Sikap tidak senang dengan perayaan Maulid Nabi ini disuarakan di berbagai tingkat dan dengan berbagai ibarat. Ada yang menafikan adanya keistimewaan atau Fadhilah Maulid Nabi Shallallahu Alaiihi wa Sallam dan membanding-bandingkannya dengan prioritas Nuzul Quran. Ada yang mengungkit-ungkit bahwa sambutan Maulid tidak pernah dilakukan oleh Nabi SAW dan para sahabatnya (maksudnya Bid `ah yang sesat). Ada pula yang menyamakan perayaan Maulid dengan natalan yang dirayakan umat kristiani. Dan ada juga yang mempertanyakan cara dan metode perayaan Maulid Nabi Muhammad SAW. Bagi orang-orang yang mengerti (ulama) dan mengenali suara-suara ini tidaklah terlalu terperanjat meskipun tetap menepuk dahi dan mengurut dada karena sedih dan kesal dengan kekeliruan dan kesalah pahaman serta sikap kedengkian yang ditonjolkan kepada umat islam yang tidak sepaham dengan mereka. Namun bagi orang-orang yang kurang mengerti dan memahami masalah merayakan Maulid mungkin sedikit-banyak akan ada kekeliruan dan timbul kesangsian terhadap perayaan Maulid. Apalagi jika statemen ini turut tercampuri dan terkotori sentimen politik kepartian. Tidaklah terlalu besar isunya, jikalau yang diperdebatkan tentang Maulid Nabi  ini adalah metode dan cara sambutannya. Prinsip-prinsip Islam dalam menentukan metode dan cara dalam sesuatu amalan Ibadah sudah diatur. Yang haram dan halal sudah jelas dalam Islam, sedangkan yang syubhat sepatutnya kita jauhi. Kita juga diajarkan harus bersikap lapang dada dalam persoalan yang statusnya masih khilafiyah. Kita juga dilarang mempertanyakan niat orang lain serta harus berprasangka baik sesama Islam.

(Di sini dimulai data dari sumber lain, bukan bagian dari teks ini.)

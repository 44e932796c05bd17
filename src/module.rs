//! 模块注册表
//!
//! 模块是一组具名的模块资源，构造完成后即冻结；唯一可变的是默认提供者槽位。

use std::any::Any;
use std::collections::{HashMap, HashSet};
use std::fmt;
use std::ops::Index;
use std::sync::Arc;

use parking_lot::RwLock;
use uuid::Uuid;

use crate::errors::{DefinitionError, DefinitionResult};
use crate::provider::{BaseProvider, Provider};
use crate::resource::{Binding, ModuleRef, Resource, ResourceKind, ResourceSpec};
use crate::types::TypeHierarchy;

struct ModuleInner {
    handle: ModuleRef,
    types: Arc<TypeHierarchy>,
    resources: Vec<Resource>,
    by_name: HashMap<String, usize>,
    default_provider: RwLock<Option<Provider>>,
}

/// A frozen, uniquely identified set of module resources.
#[derive(Clone)]
pub struct Module(Arc<ModuleInner>);

impl Module {
    pub fn builder(name: impl Into<String>) -> ModuleBuilder {
        ModuleBuilder::new(name)
    }

    pub fn name(&self) -> &str {
        self.0.handle.name()
    }

    pub fn id(&self) -> Uuid {
        self.0.handle.id()
    }

    pub fn handle(&self) -> &ModuleRef {
        &self.0.handle
    }

    /// Type hierarchy shared by this module and its providers.
    pub fn types(&self) -> &Arc<TypeHierarchy> {
        &self.0.types
    }

    pub fn get(&self, name: &str) -> Option<&Resource> {
        self.0.by_name.get(name).map(|&idx| &self.0.resources[idx])
    }

    pub fn contains_name(&self, name: &str) -> bool {
        self.0.by_name.contains_key(name)
    }

    pub fn contains(&self, resource: &Resource) -> bool {
        resource
            .name()
            .and_then(|name| self.get(name))
            .is_some_and(|own| own == resource)
    }

    /// Resources in declaration order.
    pub fn resources(&self) -> impl Iterator<Item = &Resource> {
        self.0.resources.iter()
    }

    pub fn len(&self) -> usize {
        self.0.resources.len()
    }

    pub fn is_empty(&self) -> bool {
        self.0.resources.is_empty()
    }

    pub fn default_provider(&self) -> Option<Provider> {
        self.0.default_provider.read().clone()
    }

    /// Sets the provider used when this module is registered without one.
    ///
    /// The candidate is taken as `Any` so that misuse (a non-provider value,
    /// the [`BaseProvider`] placeholder) is reported as a definition error
    /// instead of being impossible to express.
    pub fn set_default_provider<C: Any>(&self, candidate: &C) -> DefinitionResult<()> {
        let candidate_any = candidate as &dyn Any;
        if candidate_any.is::<BaseProvider>() {
            return Err(DefinitionError::IsBaseProviderPlaceholder {
                module: self.name().to_string(),
            });
        }
        let provider = candidate_any.downcast_ref::<Provider>().ok_or_else(|| {
            DefinitionError::NotAProvider {
                module: self.name().to_string(),
                candidate: std::any::type_name::<C>(),
            }
        })?;
        if provider.module() != self {
            return Err(DefinitionError::ProvidesForAnotherModule {
                module: self.name().to_string(),
                provider: provider.name().to_string(),
                provider_module: provider.module().name().to_string(),
            });
        }

        tracing::debug!(module = %self.name(), provider = %provider.name(), "default provider set");
        *self.0.default_provider.write() = Some(provider.clone());
        Ok(())
    }
}

impl PartialEq for Module {
    fn eq(&self, other: &Self) -> bool {
        self.0.handle == other.0.handle
    }
}

impl Eq for Module {}

impl Index<&str> for Module {
    type Output = Resource;

    fn index(&self, name: &str) -> &Resource {
        match self.get(name) {
            Some(resource) => resource,
            None => panic!("module {} has no resource named '{}'", self.name(), name),
        }
    }
}

impl<'a> IntoIterator for &'a Module {
    type Item = &'a Resource;
    type IntoIter = std::slice::Iter<'a, Resource>;

    fn into_iter(self) -> Self::IntoIter {
        self.0.resources.iter()
    }
}

impl fmt::Debug for Module {
    fn fmt(&self, f: &mut fmt::Formatter<'_>) -> fmt::Result {
        f.debug_struct("Module")
            .field("name", &self.name())
            .field("resources", &self.0.resources)
            .finish()
    }
}

impl fmt::Display for Module {
    fn fmt(&self, f: &mut fmt::Formatter<'_>) -> fmt::Result {
        f.write_str(self.name())
    }
}

/// Collects resource declarations; `build` validates and freezes them.
pub struct ModuleBuilder {
    name: String,
    types: Arc<TypeHierarchy>,
    specs: Vec<(String, ResourceSpec)>,
}

impl ModuleBuilder {
    pub fn new(name: impl Into<String>) -> Self {
        Self {
            name: name.into(),
            types: Arc::new(TypeHierarchy::new()),
            specs: Vec::new(),
        }
    }

    pub fn types(mut self, types: Arc<TypeHierarchy>) -> Self {
        self.types = types;
        self
    }

    pub fn resource(mut self, name: impl Into<String>, spec: impl Into<ResourceSpec>) -> Self {
        self.specs.push((name.into(), spec.into()));
        self
    }

    pub fn build(self) -> DefinitionResult<Module> {
        // 先完整校验，再绑定；失败时不会有资源被消耗
        let mut seen = HashSet::new();
        for (name, spec) in &self.specs {
            if !seen.insert(name.as_str()) {
                return Err(DefinitionError::DuplicateResourceName {
                    owner: self.name.clone(),
                    name: name.clone(),
                });
            }
            if let ResourceSpec::Declared(resource) = spec {
                if resource.kind() != ResourceKind::Module {
                    return Err(DefinitionError::InvalidResourceKindInModule {
                        module: self.name.clone(),
                        name: name.clone(),
                        kind: resource.kind(),
                    });
                }
                if resource.is_bound() {
                    return Err(DefinitionError::AlreadyBound {
                        resource: resource.clone(),
                        name: name.clone(),
                        owner: self.name.clone(),
                    });
                }
            }
        }

        let handle = ModuleRef {
            id: Uuid::new_v4(),
            name: Arc::from(self.name.as_str()),
        };

        let mut resources = Vec::with_capacity(self.specs.len());
        let mut by_name = HashMap::with_capacity(self.specs.len());
        for (name, spec) in self.specs {
            let binding = Binding::in_module(name.clone(), handle.clone());
            let resource = match spec {
                ResourceSpec::Type(ty) => Resource::declare(ResourceKind::Module, ty, binding)?,
                ResourceSpec::Declared(resource) => {
                    resource.bind(binding)?;
                    resource
                }
            };
            by_name.insert(name, resources.len());
            resources.push(resource);
        }

        tracing::debug!(module = %handle.name(), resources = resources.len(), "module defined");

        Ok(Module(Arc::new(ModuleInner {
            handle,
            types: self.types,
            resources,
            by_name,
            default_provider: RwLock::new(None),
        })))
    }
}
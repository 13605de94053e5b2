//! Utility modules

pub mod memory_gateway;
pub mod money;
pub mod validation;

pub use memory_gateway::*;
pub use money::*;
pub use validation::*;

Sayangnya, sebagian mereka yang alergi dengan perayaan Maulid ini juga mempertanyakan prinsip dan hukum Maulid Nabi  serta dalil-dalil yang menganjurkannya dari sisi Islam. Ini adalah soal yang lebih besar dan mendasar. Deformasi (Pengubahan bentuk dari yang baik menjadi buruk) dalam hal ini dapat melibatkan soal-soal besar termasuk menyakiti Nabi Shallallahu Alaiihi wa Sallam, tidak beradab dengan Baginda Shallallahu Alaiihi wa Sallam, menentang syiar Islam, menyesatkan para ulama dan umat Islam, memecahkan kesatuan umat dan sejenisnya. Tak heran seorang tokoh ulama Yaman, al-Allamah Abu Abdullah `Alawi al-Yamani juga menetapkan bab khusus tentang persoalan Maulid dalam kitabnya yang berjudul Intabih Diinuka fi Khotrin (Awas, Agamu Dalam Bahaya!). Memang, jika tidak berhati-hati, kata-kata dan perbuatan kita dalam bab Maulid ini sebenarnya dapat membahayakan dan mengancam agama kita.
Dalam bab ini kita akan mencoba untuk memperjelas hukum perayaan maulid dan menjawab syubhat anti Maulid Nabi SAW dengan dalil-dalil al-Qur’an dan Hadits juga disertai pendapat-pendapat ulama salaf dan khalaf tentang perayaan Maulid Nabi Muhammad Shallallahu Alaiihi wa Sallam.
Jika diteliti, ada beberapa kerangka paham agama tertentu yang dipegangi oleh mereka yang alergi dengan perayaan Maulid Nabi yang akhirnya menyebabkan mereka bersikap begitu. Kerangka pemaham agama yang dangkal akan menyebabkan mereka turut mempermasalahkan dan berbeda sikap dengan mayoritas umat dalam soal-soal tertentu seperti fiqh bermazhab, tasawuf, dan beberapa perkara yang bersifat khilafiyyah. Kita dapat menyimpulkan kerangka pemahaman agama mereka ini ke dalam beberapa paham utama:
Pertama: Pemaham mereka yang ganjil terhadap konsep Bid’ah. Dan mereka tidak mau menerima pandangan ulama-ulama muktabar yang membagi Bid `ah kepada Bid’ah Hasanah dan Bid’ah Sayyi’ah. Bagi mereka semua Bid’ah dalam hal agama adalah sesat. Mereka keras berpegang dengan penafsiran literal dan sempit ke hadis yang berhubungan persoalan Bid’ah ini.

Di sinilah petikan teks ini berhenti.